Though employers are required to design and maintain safe and healthy systems of work, the concomitant duty of the employee is to behave in a manner that safeguards his or her health and that of his/her co-workers (Bratton & Gold, 1999).

Research conducted at The Research Centre Design and Technology of the Saxion University of Journal of Education and Practice on “Safety at work” concluded that personal safety, a safe environment and safe behaviour were important components that employers need to ensure their availability within their organizations.

According to this research, enforcing safety by adjusting the environment people have to work in and detecting risks at work so that workers can avoid dangerous situations is key (Ynze Houten (ed)., 2012).

Employees have a responsibility to take all reasonable and necessary precautions to ensure their health and safety, and that of anyone else who may be affected by their work or activities. They are required to use all materials, equipment, devices and clothing that are provided by the employer (Canadian Labour Code, 2015).

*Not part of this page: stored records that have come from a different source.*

//! A scripted quote/settle provider.
//!
//! Prices every swap at a fixed rate and lets the caller choose how the
//! off-chain counter-party behaves and how many on-chain submissions fail
//! before one confirms. Every call is appended to an inspectable log.

use std::{
    future,
    sync::{
        atomic::{AtomicU32, AtomicU64, Ordering},
        Arc, Mutex, PoisonError,
    },
};

use async_trait::async_trait;
use tracing::debug;

use autoswap_contracts::{
    agent::AgentId,
    error::{AutoswapError, AutoswapResult},
    quote::{Quote, SessionId, Settlement, SwapRequest},
    Amount, Bps, BPS_DENOMINATOR,
};
use autoswap_core::{timing::Clock, traits::QuoteProvider};

/// How the simulated counter-party answers off-chain settlement.
#[derive(Debug, Clone, Copy, PartialEq, Eq)]
pub enum OffChainBehaviour {
    /// Settle immediately at the quoted amount.
    Succeed,
    /// Reject the balance update.
    Fail,
    /// Never answer. The executor's deadline decides.
    Hang,
    /// Report the session channel as down.
    Disconnected,
}

pub struct SimulatedProvider {
    rate_bps: Bps,
    clock: Arc<dyn Clock>,
    offchain: Mutex<OffChainBehaviour>,
    onchain_failures_left: AtomicU32,
    nonce: AtomicU64,
    calls: Mutex<Vec<String>>,
}

impl SimulatedProvider {
    /// A provider quoting `amount_in * rate_bps / 10000` that settles
    /// off-chain successfully.
    pub fn new(rate_bps: Bps, clock: Arc<dyn Clock>) -> Self {
        Self {
            rate_bps,
            clock,
            offchain: Mutex::new(OffChainBehaviour::Succeed),
            onchain_failures_left: AtomicU32::new(0),
            nonce: AtomicU64::new(0),
            calls: Mutex::new(Vec::new()),
        }
    }

    pub fn with_offchain(self, behaviour: OffChainBehaviour) -> Self {
        self.set_offchain(behaviour);
        self
    }

    /// Fail the next `failures` on-chain submissions before confirming.
    pub fn with_onchain_failures(self, failures: u32) -> Self {
        self.onchain_failures_left.store(failures, Ordering::SeqCst);
        self
    }

    pub fn set_offchain(&self, behaviour: OffChainBehaviour) {
        *self.offchain.lock().unwrap_or_else(PoisonError::into_inner) = behaviour;
    }

    pub fn rate_bps(&self) -> Bps {
        self.rate_bps
    }

    /// Every provider call so far, oldest first.
    pub fn calls(&self) -> Vec<String> {
        self.calls.lock().unwrap_or_else(PoisonError::into_inner).clone()
    }

    /// How many times `operation` was called.
    pub fn count(&self, operation: &str) -> usize {
        self.calls
            .lock()
            .unwrap_or_else(PoisonError::into_inner)
            .iter()
            .filter(|call| call.as_str() == operation)
            .count()
    }

    fn log(&self, operation: &str) {
        self.calls.lock().unwrap_or_else(PoisonError::into_inner).push(operation.to_string());
    }

    fn offchain(&self) -> OffChainBehaviour {
        *self.offchain.lock().unwrap_or_else(PoisonError::into_inner)
    }

    fn next_nonce(&self) -> u64 {
        self.nonce.fetch_add(1, Ordering::SeqCst) + 1
    }
}

#[async_trait]
impl QuoteProvider for SimulatedProvider {
    async fn quote(&self, request: &SwapRequest) -> AutoswapResult<Quote> {
        self.log("quote");
        let amount_out = request.amount_in.saturating_mul(Amount::from(self.rate_bps)) / Amount::from(BPS_DENOMINATOR);
        Ok(Quote {
            token_in: request.token_in.clone(),
            token_out: request.token_out.clone(),
            amount_in: request.amount_in,
            amount_out,
            slippage_bps: request.slippage_bps,
            route: format!("{}>{}", request.token_in, request.token_out),
            quoted_at: self.clock.now(),
        })
    }

    fn session_connected(&self) -> bool {
        self.offchain() != OffChainBehaviour::Disconnected
    }

    async fn open_session(&self, agent_id: AgentId) -> AutoswapResult<SessionId> {
        self.log("open_session");
        Ok(SessionId(format!("session-{agent_id}")))
    }

    async fn settle_off_chain(&self, session: &SessionId, quote: &Quote) -> AutoswapResult<Settlement> {
        self.log("settle_off_chain");
        match self.offchain() {
            OffChainBehaviour::Succeed => Ok(Settlement {
                amount_out: quote.amount_out,
                reference: format!("{}/update-{}", session.0, self.next_nonce()),
            }),
            OffChainBehaviour::Fail => Err(AutoswapError::Provider {
                operation: "off-chain settlement".to_string(),
                reason: "counter-party rejected the balance update".to_string(),
            }),
            OffChainBehaviour::Hang => {
                debug!(session = %session.0, "off-chain counter-party not answering");
                future::pending().await
            }
            OffChainBehaviour::Disconnected => Err(AutoswapError::Provider {
                operation: "off-chain settlement".to_string(),
                reason: "session channel disconnected".to_string(),
            }),
        }
    }

    async fn close_session(&self, _session: &SessionId) -> AutoswapResult<()> {
        self.log("close_session");
        Ok(())
    }

    async fn simulate_on_chain(
        &self,
        _agent_id: AgentId,
        _rule_index: usize,
        quote: &Quote,
        min_amount_out: Amount,
    ) -> AutoswapResult<()> {
        self.log("simulate_on_chain");
        if quote.amount_out < min_amount_out {
            return Err(AutoswapError::Provider {
                operation: "on-chain simulation".to_string(),
                reason: format!("output {} below minimum {}", quote.amount_out, min_amount_out),
            });
        }
        Ok(())
    }

    async fn settle_on_chain(
        &self,
        _agent_id: AgentId,
        _rule_index: usize,
        quote: &Quote,
        _min_amount_out: Amount,
    ) -> AutoswapResult<Settlement> {
        self.log("settle_on_chain");
        let failing = self
            .onchain_failures_left
            .fetch_update(Ordering::SeqCst, Ordering::SeqCst, |left| left.checked_sub(1))
            .is_ok();
        if failing {
            return Err(AutoswapError::Provider {
                operation: "on-chain settlement".to_string(),
                reason: "transaction reverted".to_string(),
            });
        }
        Ok(Settlement {
            amount_out: quote.amount_out,
            reference: format!("0x{:064x}", self.next_nonce()),
        })
    }
}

The Role of Administration in Health and Safety Legislation Early research by psychologists and sociologists examined individual dispositions and social causes utilizing disciplinary frameworks in developing concepts and theoretical insights into occupational Health and Safety (Dawson & Zanko, 2011). The findings were enhanced by the results of workplace surveys by industrial relations specialists that drew attention to the importance of legislation and innovative non-regulatory as well as regulatory strategies (Nichols et al., 2007).

The concern for health and safety has been there in history. Early researchers were concerned about theoretical insights into employee health and safety.

Surveys which were done later focused on the importance of legislation. In technical questions about workplace health and safety, there is the social element. That is, for example, the power relations in production: who tells whom to do what and how fast. After all, a machine does not go faster by itself; someone designed the machinery, organized the work, and designed the job (Sass, 1986).

This implies that ‘health and safety is not simply a technical issue such as supplying hard hats and goggles or ensuring adequate ventilation, because it raises the question of economic costs and power relations’ This is true of all institutions.

A review conducted by the Health and Safety Commission (HSC) under health and safety regulation in 1994 revealed that people were confused about the differences between; Guidance, Approved Codes of Practices and Regulations.

The commission went ahead to provide a way out of this confusion. The results included what health and safety law requires. The Health and Safety at Work Act of 1974, sets out the duties which employers have towards employees and members of the public, and also the duties of employers to themselves and each other.

Legislation applies to employers and employees. The legislation at the national level is supposed to be made part of domestic law by employers (HSE, 2003/2008).

The act clarifies and enhances the responsibilities of employers, the self-employed, employees and other stakeholders with safety and health at work.

It also provides a range of enforcement measures that may be applied and specifies penalties that may be applied for breaches of occupational safety and health laws (Safety, Health, and Welfare at Work Act of 2005, accessed, 2015).

Many states have passed the ‘right to know’ legislation that guarantees individual workers the right to know of hazardous substances in the workplace and requires employers to inform employees of the same (Anthony et al., 2007).

There are state and federal laws to protect the welfare of the worker. The major one is the Occupational and Safety Health Act (OSHA), which became effective in 1971, whose purpose is “to assure” as far as possible, every working woman and man in the nation safe and healthy working conditions, and to preserve our human resources.”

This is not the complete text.